(PROVIDED ENTRIES)
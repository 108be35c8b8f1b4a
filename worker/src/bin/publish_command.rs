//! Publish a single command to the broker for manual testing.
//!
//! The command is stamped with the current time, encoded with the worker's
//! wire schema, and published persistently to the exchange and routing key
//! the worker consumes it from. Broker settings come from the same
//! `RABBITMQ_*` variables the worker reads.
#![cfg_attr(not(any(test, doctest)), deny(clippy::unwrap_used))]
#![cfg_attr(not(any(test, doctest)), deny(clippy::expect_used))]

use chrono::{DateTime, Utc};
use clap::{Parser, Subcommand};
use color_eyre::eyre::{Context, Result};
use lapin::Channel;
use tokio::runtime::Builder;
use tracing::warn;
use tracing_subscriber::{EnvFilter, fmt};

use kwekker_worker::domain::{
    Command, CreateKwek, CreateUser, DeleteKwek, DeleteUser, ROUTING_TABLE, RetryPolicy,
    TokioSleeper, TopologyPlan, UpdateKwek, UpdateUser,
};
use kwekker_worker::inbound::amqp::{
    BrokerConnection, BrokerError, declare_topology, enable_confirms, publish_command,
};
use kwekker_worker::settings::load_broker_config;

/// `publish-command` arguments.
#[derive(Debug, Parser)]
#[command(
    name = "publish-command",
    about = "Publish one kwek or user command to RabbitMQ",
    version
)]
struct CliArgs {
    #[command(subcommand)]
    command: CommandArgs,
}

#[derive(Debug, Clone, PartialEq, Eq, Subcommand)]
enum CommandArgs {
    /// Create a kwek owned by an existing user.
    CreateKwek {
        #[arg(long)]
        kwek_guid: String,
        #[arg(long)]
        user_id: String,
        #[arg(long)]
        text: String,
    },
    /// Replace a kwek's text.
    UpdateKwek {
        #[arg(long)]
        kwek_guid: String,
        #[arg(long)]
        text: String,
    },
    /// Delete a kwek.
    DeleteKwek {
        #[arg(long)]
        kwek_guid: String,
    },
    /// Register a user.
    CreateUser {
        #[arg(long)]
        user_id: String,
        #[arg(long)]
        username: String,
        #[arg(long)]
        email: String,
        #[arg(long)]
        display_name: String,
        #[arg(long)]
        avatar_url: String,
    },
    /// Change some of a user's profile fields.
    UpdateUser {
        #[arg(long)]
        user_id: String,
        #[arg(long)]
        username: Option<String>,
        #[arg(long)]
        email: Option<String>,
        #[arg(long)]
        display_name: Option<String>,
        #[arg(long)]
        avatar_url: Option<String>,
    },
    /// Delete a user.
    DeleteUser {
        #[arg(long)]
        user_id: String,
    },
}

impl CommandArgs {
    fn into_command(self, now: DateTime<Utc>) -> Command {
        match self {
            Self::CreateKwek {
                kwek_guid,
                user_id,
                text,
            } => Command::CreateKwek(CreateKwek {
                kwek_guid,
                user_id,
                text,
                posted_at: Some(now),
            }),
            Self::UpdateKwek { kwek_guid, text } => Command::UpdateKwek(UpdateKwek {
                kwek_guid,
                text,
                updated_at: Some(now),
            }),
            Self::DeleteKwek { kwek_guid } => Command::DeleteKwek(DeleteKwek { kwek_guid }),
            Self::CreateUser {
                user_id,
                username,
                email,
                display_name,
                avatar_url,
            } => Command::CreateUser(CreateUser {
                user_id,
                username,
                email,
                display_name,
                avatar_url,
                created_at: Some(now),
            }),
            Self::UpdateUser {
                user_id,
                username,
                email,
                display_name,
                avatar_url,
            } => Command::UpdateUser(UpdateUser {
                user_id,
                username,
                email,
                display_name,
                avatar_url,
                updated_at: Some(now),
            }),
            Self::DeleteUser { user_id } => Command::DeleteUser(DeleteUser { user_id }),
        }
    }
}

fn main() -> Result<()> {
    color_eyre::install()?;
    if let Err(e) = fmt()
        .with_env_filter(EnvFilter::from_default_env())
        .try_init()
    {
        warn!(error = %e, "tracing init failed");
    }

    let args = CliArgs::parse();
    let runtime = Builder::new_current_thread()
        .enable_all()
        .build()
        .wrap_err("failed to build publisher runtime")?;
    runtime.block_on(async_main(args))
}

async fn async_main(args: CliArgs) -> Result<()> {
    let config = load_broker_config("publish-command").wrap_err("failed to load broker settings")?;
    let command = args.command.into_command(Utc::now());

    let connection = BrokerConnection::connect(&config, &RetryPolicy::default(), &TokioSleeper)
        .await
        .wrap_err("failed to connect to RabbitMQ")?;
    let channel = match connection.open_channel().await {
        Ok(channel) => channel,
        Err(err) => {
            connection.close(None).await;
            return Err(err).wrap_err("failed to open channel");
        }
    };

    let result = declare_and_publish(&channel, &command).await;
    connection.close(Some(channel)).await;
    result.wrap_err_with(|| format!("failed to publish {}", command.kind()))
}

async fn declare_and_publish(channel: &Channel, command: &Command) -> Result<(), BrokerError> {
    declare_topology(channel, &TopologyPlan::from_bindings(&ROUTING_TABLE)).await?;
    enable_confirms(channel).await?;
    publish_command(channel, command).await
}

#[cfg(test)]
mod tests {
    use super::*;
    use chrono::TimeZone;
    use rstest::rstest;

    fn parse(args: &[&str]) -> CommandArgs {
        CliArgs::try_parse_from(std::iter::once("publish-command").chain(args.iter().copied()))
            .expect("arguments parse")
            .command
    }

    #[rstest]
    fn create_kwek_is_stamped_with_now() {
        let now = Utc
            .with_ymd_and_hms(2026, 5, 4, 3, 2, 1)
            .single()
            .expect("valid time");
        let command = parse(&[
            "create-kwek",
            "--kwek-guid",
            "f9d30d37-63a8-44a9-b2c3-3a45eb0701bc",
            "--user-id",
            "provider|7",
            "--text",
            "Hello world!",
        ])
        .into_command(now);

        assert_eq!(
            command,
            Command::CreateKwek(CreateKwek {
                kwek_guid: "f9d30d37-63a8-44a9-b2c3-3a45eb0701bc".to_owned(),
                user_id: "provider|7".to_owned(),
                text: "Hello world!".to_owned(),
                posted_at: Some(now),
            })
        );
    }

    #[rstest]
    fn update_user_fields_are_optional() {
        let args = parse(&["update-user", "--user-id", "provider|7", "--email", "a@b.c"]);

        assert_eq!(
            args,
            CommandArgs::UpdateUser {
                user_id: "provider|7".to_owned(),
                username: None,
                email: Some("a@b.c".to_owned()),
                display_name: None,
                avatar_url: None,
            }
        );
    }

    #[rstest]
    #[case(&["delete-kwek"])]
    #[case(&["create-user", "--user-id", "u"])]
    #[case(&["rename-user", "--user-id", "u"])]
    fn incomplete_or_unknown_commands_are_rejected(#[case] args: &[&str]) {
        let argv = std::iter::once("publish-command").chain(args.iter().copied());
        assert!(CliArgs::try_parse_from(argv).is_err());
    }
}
(End PROVIDED ENTRIES)
◆ WHAT THIS TASK INVOLVES
Give back the data above exactly as it appears.

◆ YOUR RESPONSE
repository 108be35c8b8f1b4a
filename worker/src/bin/publish_command.rs
//! Publish a single command to the broker for manual testing.
//!
//! The command is stamped with the current time, encoded with the worker's
//! wire schema, and published persistently to the exchange and routing key
//! the worker consumes it from. Broker settings come from the same
//! `RABBITMQ_*` variables the worker reads.
#![cfg_attr(not(any(test, doctest)), deny(clippy::unwrap_used))]
#![cfg_attr(not(any(test, doctest)), deny(clippy::expect_used))]

use chrono::{DateTime, Utc};
use clap::{Parser, Subcommand};
use color_eyre::eyre::{Context, Result};
use lapin::Channel;
use tokio::runtime::Builder;
use tracing::warn;
use tracing_subscriber::{EnvFilter, fmt};

use kwekker_worker::domain::{
    Command, CreateKwek, CreateUser, DeleteKwek, DeleteUser, ROUTING_TABLE, RetryPolicy,
    TokioSleeper, TopologyPlan, UpdateKwek, UpdateUser,
};
use kwekker_worker::inbound::amqp::{
    BrokerConnection, BrokerError, declare_topology, enable_confirms, publish_command,
};
use kwekker_worker::settings::load_broker_config;

/// `publish-command` arguments.
#[derive(Debug, Parser)]
#[command(
    name = "publish-command",
    about = "Publish one kwek or user command to RabbitMQ",
    version
)]
struct CliArgs {
    #[command(subcommand)]
    command: CommandArgs,
}

#[derive(Debug, Clone, PartialEq, Eq, Subcommand)]
enum CommandArgs {
    /// Create a kwek owned by an existing user.
    CreateKwek {
        #[arg(long)]
        kwek_guid: String,
        #[arg(long)]
        user_id: String,
        #[arg(long)]
        text: String,
    },
    /// Replace a kwek's text.
    UpdateKwek {
        #[arg(long)]
        kwek_guid: String,
        #[arg(long)]
        text: String,
    },
    /// Delete a kwek.
    DeleteKwek {
        #[arg(long)]
        kwek_guid: String,
    },
    /// Register a user.
    CreateUser {
        #[arg(long)]
        user_id: String,
        #[arg(long)]
        username: String,
        #[arg(long)]
        email: String,
        #[arg(long)]
        display_name: String,
        #[arg(long)]
        avatar_url: String,
    },
    /// Change some of a user's profile fields.
    UpdateUser {
        #[arg(long)]
        user_id: String,
        #[arg(long)]
        username: Option<String>,
        #[arg(long)]
        email: Option<String>,
        #[arg(long)]
        display_name: Option<String>,
        #[arg(long)]
        avatar_url: Option<String>,
    },
    /// Delete a user.
    DeleteUser {
        #[arg(long)]
        user_id: String,
    },
}

impl CommandArgs {
    fn into_command(self, now: DateTime<Utc>) -> Command {
        match self {
            Self::CreateKwek {
                kwek_guid,
                user_id,
                text,
            } => Command::CreateKwek(CreateKwek {
                kwek_guid,
                user_id,
                text,
                posted_at: Some(now),
            }),
            Self::UpdateKwek { kwek_guid, text } => Command::UpdateKwek(UpdateKwek {
                kwek_guid,
                text,
                updated_at: Some(now),
            }),
            Self::DeleteKwek { kwek_guid } => Command::DeleteKwek(DeleteKwek { kwek_guid }),
            Self::CreateUser {
                user_id,
                username,
                email,
                display_name,
                avatar_url,
            } => Command::CreateUser(CreateUser {
                user_id,
                username,
                email,
                display_name,
                avatar_url,
                created_at: Some(now),
            }),
            Self::UpdateUser {
                user_id,
                username,
                email,
                display_name,
                avatar_url,
            } => Command::UpdateUser(UpdateUser {
                user_id,
                username,
                email,
                display_name,
                avatar_url,
                updated_at: Some(now),
            }),
            Self::DeleteUser { user_id } => Command::DeleteUser(DeleteUser { user_id }),
        }
    }
}

fn main() -> Result<()> {
    color_eyre::install()?;
    if let Err(e) = fmt()
        .with_env_filter(EnvFilter::from_default_env())
        .try_init()
    {
        warn!(error = %e, "tracing init failed");
    }

    let args = CliArgs::parse();
    let runtime = Builder::new_current_thread()
        .enable_all()
        .build()
        .wrap_err("failed to build publisher runtime")?;
    runtime.block_on(async_main(args))
}

async fn async_main(args: CliArgs) -> Result<()> {
    let config = load_broker_config("publish-command").wrap_err("failed to load broker settings")?;
    let command = args.command.into_command(Utc::now());

    let connection = BrokerConnection::connect(&config, &RetryPolicy::default(), &TokioSleeper)
        .await
        .wrap_err("failed to connect to RabbitMQ")?;
    let channel = match connection.open_channel().await {
        Ok(channel) => channel,
        Err(err) => {
            connection.close(None).await;
            return Err(err).wrap_err("failed to open channel");
        }
    };

    let result = declare_and_publish(&channel, &command).await;
    connection.close(Some(channel)).await;
    result.wrap_err_with(|| format!("failed to publish {}", command.kind()))
}

async fn declare_and_publish(channel: &Channel, command: &Command) -> Result<(), BrokerError> {
    declare_topology(channel, &TopologyPlan::from_bindings(&ROUTING_TABLE)).await?;
    enable_confirms(channel).await?;
    publish_command(channel, command).await
}

#[cfg(test)]
mod tests {
    use super::*;
    use chrono::TimeZone;
    use rstest::rstest;

    fn parse(args: &[&str]) -> CommandArgs {
        CliArgs::try_parse_from(std::iter::once("publish-command").chain(args.iter().copied()))
            .expect("arguments parse")
            .command
    }

    #[rstest]
    fn create_kwek_is_stamped_with_now() {
        let now = Utc
            .with_ymd_and_hms(2026, 5, 4, 3, 2, 1)
            .single()
            .expect("valid time");
        let command = parse(&[
            "create-kwek",
            "--kwek-guid",
            "f9d30d37-63a8-44a9-b2c3-3a45eb0701bc",
            "--user-id",
            "provider|7",
            "--text",
            "Hello world!",
        ])
        .into_command(now);

        assert_eq!(
            command,
            Command::CreateKwek(CreateKwek {
                kwek_guid: "f9d30d37-63a8-44a9-b2c3-3a45eb0701bc".to_owned(),
                user_id: "provider|7".to_owned(),
                text: "Hello world!".to_owned(),
                posted_at: Some(now),
            })
        );
    }

    #[rstest]
    fn update_user_fields_are_optional() {
        let args = parse(&["update-user", "--user-id", "provider|7", "--email", "a@b.c"]);

        assert_eq!(
            args,
            CommandArgs::UpdateUser {
                user_id: "provider|7".to_owned(),
                username: None,
                email: Some("a@b.c".to_owned()),
                display_name: None,
                avatar_url: None,
            }
        );
    }

    #[rstest]
    #[case(&["delete-kwek"])]
    #[case(&["create-user", "--user-id", "u"])]
    #[case(&["rename-user", "--user-id", "u"])]
    fn incomplete_or_unknown_commands_are_rejected(#[case] args: &[&str]) {
        let argv = std::iter::once("publish-command").chain(args.iter().copied());
        assert!(CliArgs::try_parse_from(argv).is_err());
    }
}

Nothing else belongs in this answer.